▶ [Instructions to follow] Return the lines below that contain the word "kept".

── Supplied records ──

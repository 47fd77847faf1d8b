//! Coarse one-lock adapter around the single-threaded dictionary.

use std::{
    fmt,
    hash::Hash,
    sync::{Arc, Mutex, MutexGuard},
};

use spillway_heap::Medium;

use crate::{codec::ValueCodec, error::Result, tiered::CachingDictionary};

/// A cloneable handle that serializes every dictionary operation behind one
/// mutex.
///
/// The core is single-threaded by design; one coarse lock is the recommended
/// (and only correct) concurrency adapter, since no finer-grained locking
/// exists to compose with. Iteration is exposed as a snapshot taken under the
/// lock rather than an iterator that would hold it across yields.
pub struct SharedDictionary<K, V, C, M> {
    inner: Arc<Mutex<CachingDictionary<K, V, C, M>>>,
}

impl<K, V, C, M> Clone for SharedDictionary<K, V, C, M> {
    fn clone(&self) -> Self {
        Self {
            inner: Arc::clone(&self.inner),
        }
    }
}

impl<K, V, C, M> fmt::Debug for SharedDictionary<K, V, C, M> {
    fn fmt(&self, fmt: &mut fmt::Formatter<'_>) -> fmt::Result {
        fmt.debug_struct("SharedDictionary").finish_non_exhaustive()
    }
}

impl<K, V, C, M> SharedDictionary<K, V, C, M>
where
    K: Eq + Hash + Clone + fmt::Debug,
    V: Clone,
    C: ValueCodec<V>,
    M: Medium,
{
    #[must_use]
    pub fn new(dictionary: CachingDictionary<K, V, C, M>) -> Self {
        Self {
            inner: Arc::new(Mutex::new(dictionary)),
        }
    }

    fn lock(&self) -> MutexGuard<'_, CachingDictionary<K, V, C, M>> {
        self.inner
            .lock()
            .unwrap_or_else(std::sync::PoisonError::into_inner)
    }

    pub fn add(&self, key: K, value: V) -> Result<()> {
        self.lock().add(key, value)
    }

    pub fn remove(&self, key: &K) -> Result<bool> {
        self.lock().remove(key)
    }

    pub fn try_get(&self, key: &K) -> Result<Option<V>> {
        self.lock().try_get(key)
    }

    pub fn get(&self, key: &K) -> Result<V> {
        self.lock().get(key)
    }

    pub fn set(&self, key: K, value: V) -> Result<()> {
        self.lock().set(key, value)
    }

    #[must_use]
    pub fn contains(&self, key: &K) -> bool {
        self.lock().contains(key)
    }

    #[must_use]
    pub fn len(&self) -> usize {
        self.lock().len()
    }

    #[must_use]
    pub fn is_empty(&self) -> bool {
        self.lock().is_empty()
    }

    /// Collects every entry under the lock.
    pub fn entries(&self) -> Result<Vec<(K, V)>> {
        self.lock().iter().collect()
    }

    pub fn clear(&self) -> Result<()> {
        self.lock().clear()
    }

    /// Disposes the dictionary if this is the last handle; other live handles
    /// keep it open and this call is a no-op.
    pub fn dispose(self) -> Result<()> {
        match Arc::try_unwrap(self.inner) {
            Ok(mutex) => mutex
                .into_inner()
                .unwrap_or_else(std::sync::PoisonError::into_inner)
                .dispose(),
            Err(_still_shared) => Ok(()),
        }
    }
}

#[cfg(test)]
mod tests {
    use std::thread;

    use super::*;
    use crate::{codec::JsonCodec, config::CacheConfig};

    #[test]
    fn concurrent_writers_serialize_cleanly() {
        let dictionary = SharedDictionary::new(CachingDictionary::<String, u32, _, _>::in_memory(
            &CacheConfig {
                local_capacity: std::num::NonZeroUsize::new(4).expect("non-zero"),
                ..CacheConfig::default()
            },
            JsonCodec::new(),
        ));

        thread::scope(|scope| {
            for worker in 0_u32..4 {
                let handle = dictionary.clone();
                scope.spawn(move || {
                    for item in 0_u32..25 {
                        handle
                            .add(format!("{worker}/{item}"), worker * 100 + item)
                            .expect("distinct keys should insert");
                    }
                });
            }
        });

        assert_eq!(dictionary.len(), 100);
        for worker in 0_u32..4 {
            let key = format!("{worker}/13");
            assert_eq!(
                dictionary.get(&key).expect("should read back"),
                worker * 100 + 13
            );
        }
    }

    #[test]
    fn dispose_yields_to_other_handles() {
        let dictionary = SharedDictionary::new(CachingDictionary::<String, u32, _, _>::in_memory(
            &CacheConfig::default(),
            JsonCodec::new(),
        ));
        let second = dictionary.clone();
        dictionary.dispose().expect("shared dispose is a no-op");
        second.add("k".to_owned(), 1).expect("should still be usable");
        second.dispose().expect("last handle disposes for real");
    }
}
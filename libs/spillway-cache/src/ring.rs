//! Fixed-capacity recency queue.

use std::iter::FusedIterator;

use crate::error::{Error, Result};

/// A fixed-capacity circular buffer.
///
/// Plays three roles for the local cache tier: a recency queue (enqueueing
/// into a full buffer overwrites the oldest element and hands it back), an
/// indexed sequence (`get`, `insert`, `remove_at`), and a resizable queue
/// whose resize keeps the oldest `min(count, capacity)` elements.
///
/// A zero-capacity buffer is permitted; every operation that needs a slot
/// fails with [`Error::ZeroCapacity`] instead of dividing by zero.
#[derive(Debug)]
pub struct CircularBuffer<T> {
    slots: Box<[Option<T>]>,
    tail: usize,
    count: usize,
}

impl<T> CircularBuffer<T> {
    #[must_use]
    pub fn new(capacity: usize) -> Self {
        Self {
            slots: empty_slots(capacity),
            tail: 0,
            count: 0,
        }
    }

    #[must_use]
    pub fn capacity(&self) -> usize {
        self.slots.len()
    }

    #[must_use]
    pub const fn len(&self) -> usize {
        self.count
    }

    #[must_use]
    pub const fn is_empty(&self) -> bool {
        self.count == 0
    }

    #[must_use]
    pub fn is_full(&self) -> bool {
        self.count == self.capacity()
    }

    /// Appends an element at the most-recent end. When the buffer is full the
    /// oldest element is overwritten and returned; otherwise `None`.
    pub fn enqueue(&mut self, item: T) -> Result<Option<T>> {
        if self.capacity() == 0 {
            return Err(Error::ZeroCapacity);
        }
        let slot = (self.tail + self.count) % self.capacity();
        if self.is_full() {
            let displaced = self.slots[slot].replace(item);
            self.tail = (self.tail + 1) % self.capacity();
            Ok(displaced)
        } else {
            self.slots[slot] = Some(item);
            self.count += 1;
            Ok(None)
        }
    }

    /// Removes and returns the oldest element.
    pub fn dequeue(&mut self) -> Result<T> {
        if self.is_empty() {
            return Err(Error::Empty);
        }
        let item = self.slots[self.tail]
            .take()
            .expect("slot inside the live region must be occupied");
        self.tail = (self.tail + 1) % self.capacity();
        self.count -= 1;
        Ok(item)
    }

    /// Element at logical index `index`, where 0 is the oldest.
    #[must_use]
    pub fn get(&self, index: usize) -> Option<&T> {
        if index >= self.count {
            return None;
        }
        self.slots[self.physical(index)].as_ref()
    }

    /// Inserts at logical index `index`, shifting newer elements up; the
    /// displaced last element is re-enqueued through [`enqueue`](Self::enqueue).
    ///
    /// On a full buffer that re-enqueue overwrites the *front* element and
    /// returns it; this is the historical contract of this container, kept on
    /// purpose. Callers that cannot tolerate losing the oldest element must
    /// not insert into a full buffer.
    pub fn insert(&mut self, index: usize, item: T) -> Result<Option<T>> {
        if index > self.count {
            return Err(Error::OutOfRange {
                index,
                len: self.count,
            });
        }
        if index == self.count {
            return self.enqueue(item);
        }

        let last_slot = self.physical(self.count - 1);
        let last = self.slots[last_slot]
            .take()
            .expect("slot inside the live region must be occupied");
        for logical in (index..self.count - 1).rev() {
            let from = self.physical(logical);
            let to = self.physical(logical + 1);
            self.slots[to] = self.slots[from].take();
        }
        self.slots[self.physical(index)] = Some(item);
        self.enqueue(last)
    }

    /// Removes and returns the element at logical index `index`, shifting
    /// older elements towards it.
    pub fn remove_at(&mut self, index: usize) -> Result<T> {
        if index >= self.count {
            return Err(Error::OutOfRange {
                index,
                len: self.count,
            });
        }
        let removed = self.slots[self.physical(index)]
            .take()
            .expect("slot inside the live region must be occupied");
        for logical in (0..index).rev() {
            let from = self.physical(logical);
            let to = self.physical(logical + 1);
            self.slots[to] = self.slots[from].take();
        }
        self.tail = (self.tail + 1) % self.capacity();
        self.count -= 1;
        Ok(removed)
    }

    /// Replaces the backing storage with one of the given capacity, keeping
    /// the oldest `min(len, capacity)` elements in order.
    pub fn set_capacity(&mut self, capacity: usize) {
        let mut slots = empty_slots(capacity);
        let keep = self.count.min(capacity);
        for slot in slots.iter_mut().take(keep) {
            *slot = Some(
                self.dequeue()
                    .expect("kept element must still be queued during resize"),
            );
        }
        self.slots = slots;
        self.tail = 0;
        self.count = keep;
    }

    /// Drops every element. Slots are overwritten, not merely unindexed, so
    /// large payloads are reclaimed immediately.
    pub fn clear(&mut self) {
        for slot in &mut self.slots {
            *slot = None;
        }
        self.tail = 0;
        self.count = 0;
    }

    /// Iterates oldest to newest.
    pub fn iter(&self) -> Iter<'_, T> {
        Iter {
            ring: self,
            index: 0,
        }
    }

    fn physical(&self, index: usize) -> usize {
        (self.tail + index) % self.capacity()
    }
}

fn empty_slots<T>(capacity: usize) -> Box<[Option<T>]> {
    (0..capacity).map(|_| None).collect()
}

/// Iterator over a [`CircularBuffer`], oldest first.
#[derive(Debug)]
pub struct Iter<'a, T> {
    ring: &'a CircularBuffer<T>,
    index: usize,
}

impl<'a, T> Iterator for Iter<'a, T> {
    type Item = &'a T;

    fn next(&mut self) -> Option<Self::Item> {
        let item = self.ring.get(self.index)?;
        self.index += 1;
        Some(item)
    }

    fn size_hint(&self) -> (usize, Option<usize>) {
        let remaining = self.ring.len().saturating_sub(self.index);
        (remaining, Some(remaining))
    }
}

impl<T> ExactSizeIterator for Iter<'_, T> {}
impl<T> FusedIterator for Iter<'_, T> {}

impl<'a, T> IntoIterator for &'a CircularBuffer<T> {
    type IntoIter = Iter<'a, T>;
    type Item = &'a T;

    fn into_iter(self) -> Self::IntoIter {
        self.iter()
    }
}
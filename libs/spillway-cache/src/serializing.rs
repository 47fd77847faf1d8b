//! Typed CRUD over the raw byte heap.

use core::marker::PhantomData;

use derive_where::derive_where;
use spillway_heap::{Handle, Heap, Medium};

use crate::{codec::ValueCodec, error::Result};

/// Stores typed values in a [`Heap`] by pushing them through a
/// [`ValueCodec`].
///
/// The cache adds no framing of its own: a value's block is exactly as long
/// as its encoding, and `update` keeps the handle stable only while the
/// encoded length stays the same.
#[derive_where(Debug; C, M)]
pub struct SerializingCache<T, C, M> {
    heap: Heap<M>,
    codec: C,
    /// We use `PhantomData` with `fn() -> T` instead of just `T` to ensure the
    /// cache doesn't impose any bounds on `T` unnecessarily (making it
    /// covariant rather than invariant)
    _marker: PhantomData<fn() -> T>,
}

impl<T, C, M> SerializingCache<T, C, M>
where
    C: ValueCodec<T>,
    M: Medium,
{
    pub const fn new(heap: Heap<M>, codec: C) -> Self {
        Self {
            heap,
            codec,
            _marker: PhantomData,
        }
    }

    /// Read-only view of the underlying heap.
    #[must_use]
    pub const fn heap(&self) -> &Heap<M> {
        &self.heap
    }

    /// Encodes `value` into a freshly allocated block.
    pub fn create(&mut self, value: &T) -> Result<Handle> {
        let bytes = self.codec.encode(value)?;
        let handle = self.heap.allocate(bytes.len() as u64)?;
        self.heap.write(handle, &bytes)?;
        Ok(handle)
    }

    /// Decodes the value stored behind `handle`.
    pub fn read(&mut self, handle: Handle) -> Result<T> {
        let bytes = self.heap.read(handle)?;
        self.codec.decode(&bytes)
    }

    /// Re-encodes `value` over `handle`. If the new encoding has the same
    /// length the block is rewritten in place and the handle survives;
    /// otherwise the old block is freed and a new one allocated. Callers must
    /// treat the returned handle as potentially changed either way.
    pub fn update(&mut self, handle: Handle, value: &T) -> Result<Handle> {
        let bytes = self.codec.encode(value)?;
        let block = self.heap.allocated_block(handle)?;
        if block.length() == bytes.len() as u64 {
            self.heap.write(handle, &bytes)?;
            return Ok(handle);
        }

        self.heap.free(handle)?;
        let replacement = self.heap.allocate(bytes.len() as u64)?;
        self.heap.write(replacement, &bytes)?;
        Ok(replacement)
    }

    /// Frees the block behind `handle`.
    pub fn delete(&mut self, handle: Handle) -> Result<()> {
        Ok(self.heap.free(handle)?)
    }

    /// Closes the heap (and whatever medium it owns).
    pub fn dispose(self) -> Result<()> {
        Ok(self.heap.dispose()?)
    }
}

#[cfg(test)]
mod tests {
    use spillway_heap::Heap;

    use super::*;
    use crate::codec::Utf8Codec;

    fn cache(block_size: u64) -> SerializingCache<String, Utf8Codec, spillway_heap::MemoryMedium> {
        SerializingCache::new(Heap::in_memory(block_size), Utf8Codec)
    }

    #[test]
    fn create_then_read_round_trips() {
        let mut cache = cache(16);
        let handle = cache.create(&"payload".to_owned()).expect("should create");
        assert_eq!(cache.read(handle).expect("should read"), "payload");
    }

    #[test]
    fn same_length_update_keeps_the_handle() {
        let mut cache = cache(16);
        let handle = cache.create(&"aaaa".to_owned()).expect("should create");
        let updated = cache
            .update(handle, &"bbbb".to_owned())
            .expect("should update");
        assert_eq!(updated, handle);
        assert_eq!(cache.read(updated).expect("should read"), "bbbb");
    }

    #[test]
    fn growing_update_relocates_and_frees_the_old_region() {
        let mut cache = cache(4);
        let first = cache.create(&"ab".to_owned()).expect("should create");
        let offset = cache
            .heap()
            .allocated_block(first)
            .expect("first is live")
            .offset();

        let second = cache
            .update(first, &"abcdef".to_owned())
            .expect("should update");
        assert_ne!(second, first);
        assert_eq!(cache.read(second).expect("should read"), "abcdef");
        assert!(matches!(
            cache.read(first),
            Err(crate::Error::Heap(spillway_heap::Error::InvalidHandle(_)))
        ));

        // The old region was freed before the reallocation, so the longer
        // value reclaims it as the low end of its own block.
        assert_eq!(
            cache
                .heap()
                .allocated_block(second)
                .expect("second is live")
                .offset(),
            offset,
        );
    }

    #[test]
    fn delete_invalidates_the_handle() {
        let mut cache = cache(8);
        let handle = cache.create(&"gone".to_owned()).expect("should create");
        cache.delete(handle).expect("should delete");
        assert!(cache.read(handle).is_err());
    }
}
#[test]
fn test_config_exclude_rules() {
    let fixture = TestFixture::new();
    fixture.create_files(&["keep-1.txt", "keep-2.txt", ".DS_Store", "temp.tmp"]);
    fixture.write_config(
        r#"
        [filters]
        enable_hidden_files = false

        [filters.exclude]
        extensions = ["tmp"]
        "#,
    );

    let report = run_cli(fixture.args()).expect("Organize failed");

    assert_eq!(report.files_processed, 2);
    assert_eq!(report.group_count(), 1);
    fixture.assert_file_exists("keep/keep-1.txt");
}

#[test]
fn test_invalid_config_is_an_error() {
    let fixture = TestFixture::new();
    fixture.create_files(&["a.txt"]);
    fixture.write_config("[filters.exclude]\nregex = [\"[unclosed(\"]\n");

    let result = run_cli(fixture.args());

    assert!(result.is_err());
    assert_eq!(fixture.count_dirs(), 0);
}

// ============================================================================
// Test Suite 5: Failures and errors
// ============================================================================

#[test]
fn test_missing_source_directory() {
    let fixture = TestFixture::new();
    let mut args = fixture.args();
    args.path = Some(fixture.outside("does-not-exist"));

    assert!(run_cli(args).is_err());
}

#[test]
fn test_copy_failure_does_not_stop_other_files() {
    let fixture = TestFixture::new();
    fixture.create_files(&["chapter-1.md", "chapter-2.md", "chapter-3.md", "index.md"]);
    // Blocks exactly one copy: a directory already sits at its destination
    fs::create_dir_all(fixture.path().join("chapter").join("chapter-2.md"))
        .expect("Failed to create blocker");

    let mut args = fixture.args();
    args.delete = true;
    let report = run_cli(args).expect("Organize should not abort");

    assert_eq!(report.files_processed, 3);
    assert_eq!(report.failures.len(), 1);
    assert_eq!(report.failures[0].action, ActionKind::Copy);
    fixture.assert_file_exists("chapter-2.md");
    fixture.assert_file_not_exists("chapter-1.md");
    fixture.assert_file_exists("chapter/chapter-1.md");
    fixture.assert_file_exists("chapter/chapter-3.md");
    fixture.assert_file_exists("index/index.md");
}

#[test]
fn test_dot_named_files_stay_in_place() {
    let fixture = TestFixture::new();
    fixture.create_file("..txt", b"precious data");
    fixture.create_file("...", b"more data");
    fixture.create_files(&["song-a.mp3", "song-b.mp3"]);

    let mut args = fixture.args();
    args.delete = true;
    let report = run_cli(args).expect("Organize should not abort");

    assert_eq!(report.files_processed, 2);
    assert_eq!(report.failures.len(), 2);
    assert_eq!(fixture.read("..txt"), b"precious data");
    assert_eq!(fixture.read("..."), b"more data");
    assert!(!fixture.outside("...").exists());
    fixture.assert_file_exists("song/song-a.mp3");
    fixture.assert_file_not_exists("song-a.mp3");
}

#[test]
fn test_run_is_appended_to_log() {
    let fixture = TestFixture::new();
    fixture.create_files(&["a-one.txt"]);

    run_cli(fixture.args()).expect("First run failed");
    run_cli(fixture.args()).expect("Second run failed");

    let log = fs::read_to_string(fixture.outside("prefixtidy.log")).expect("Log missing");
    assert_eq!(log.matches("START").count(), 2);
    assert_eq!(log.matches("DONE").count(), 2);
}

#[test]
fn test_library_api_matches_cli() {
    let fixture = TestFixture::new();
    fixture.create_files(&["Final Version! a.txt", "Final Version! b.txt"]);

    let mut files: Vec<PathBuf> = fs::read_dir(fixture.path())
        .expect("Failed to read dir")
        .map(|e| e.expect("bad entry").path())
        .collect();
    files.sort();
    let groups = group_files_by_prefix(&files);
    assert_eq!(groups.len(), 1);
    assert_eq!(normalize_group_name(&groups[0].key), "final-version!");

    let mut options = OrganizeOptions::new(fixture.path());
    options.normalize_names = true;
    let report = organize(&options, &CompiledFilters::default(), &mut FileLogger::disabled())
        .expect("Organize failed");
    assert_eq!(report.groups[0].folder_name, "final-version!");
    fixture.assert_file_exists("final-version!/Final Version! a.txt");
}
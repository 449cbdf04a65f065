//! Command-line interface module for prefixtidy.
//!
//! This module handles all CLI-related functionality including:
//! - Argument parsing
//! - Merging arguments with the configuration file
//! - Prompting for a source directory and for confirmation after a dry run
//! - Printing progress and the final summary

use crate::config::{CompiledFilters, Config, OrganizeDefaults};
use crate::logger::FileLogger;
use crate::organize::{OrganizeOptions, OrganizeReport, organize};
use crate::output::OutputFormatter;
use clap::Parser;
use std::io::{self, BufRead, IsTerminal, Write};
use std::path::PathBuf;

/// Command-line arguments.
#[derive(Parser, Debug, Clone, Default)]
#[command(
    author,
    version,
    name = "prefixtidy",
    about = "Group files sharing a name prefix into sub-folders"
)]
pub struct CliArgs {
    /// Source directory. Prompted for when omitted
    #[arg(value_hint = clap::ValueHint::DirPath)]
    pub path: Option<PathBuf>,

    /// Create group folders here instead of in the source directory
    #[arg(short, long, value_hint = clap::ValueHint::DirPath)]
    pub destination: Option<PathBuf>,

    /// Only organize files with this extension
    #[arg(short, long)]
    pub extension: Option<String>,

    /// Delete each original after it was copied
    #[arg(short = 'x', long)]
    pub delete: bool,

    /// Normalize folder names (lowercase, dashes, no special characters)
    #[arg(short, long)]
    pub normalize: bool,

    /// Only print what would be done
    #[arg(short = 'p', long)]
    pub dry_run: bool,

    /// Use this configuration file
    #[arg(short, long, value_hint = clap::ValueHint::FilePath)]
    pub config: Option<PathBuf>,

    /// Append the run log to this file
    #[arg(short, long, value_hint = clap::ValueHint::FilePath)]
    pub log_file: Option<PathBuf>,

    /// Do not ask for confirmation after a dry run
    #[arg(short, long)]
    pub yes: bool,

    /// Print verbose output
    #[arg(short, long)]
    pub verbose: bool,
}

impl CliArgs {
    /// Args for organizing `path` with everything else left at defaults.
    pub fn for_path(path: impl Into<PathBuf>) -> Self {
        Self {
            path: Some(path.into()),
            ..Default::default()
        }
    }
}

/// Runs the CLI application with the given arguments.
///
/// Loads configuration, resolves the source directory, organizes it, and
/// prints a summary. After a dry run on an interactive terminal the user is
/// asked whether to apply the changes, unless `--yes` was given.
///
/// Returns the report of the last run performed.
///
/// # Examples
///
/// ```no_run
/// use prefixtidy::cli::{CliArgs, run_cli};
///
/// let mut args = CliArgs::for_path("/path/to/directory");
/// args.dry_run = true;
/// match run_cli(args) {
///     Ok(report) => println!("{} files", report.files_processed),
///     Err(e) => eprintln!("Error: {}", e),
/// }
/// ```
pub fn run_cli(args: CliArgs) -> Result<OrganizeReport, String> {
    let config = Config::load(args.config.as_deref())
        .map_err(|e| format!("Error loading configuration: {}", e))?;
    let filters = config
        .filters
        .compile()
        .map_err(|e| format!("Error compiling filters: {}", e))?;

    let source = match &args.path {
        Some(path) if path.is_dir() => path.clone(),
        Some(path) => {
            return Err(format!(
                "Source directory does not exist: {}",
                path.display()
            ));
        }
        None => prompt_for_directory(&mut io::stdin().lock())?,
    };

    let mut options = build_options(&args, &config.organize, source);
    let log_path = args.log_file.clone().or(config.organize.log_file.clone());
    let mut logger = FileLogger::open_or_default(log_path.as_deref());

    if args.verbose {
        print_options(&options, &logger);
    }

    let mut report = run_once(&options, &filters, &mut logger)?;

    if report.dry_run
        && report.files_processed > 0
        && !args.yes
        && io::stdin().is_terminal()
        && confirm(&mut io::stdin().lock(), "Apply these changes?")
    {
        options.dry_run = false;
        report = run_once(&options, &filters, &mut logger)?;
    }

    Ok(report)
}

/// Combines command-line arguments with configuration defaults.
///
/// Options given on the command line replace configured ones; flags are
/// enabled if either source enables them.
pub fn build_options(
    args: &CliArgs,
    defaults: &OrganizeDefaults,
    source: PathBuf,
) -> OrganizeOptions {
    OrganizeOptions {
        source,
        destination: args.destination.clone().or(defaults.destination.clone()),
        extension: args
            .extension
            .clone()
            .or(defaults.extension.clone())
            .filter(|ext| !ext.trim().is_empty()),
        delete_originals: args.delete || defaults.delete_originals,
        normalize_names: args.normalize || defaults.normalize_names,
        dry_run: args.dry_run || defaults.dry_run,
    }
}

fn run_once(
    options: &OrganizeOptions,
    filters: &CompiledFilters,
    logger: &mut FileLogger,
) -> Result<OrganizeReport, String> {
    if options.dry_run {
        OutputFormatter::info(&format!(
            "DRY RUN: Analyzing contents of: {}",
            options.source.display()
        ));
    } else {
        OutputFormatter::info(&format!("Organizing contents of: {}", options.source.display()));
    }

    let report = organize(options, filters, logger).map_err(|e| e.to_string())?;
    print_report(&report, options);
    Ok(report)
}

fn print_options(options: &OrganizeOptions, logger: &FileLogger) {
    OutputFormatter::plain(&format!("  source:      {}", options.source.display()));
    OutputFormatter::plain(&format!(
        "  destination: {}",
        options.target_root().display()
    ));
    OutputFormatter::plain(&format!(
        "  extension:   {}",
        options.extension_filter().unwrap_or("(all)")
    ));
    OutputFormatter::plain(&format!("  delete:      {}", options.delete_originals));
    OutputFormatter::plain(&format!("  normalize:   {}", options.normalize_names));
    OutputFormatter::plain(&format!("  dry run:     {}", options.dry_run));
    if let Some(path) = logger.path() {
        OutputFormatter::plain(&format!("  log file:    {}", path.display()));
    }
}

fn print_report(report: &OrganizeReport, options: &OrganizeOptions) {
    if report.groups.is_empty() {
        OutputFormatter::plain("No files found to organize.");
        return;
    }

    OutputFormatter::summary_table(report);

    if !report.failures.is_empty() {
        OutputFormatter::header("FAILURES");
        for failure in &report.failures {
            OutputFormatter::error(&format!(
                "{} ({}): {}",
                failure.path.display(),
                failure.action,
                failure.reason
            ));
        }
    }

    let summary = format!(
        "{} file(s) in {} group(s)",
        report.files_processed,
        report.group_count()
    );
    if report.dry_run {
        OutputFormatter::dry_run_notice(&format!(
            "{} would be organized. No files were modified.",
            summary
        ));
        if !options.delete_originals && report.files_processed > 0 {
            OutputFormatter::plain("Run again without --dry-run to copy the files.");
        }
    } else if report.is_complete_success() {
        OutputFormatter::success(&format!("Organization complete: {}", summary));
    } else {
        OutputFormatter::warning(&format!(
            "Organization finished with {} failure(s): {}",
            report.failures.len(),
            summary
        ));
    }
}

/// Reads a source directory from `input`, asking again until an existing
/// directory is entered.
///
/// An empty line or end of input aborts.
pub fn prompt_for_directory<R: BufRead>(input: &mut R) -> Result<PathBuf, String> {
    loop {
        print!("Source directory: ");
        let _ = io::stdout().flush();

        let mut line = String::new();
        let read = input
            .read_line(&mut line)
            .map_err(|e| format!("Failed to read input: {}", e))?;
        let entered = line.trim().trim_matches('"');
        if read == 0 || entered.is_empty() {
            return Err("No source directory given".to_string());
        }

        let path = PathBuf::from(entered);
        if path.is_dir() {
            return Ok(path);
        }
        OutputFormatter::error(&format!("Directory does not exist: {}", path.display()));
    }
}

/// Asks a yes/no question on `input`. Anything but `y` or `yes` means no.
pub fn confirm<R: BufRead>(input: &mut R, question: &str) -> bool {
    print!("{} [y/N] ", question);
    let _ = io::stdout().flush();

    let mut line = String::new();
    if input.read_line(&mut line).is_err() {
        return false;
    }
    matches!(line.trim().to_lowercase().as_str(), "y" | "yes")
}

───

▶ [Finished task]
    /// returns it; this is the historical contract of this container, kept on
                    .expect("kept element must still be queued during resize"),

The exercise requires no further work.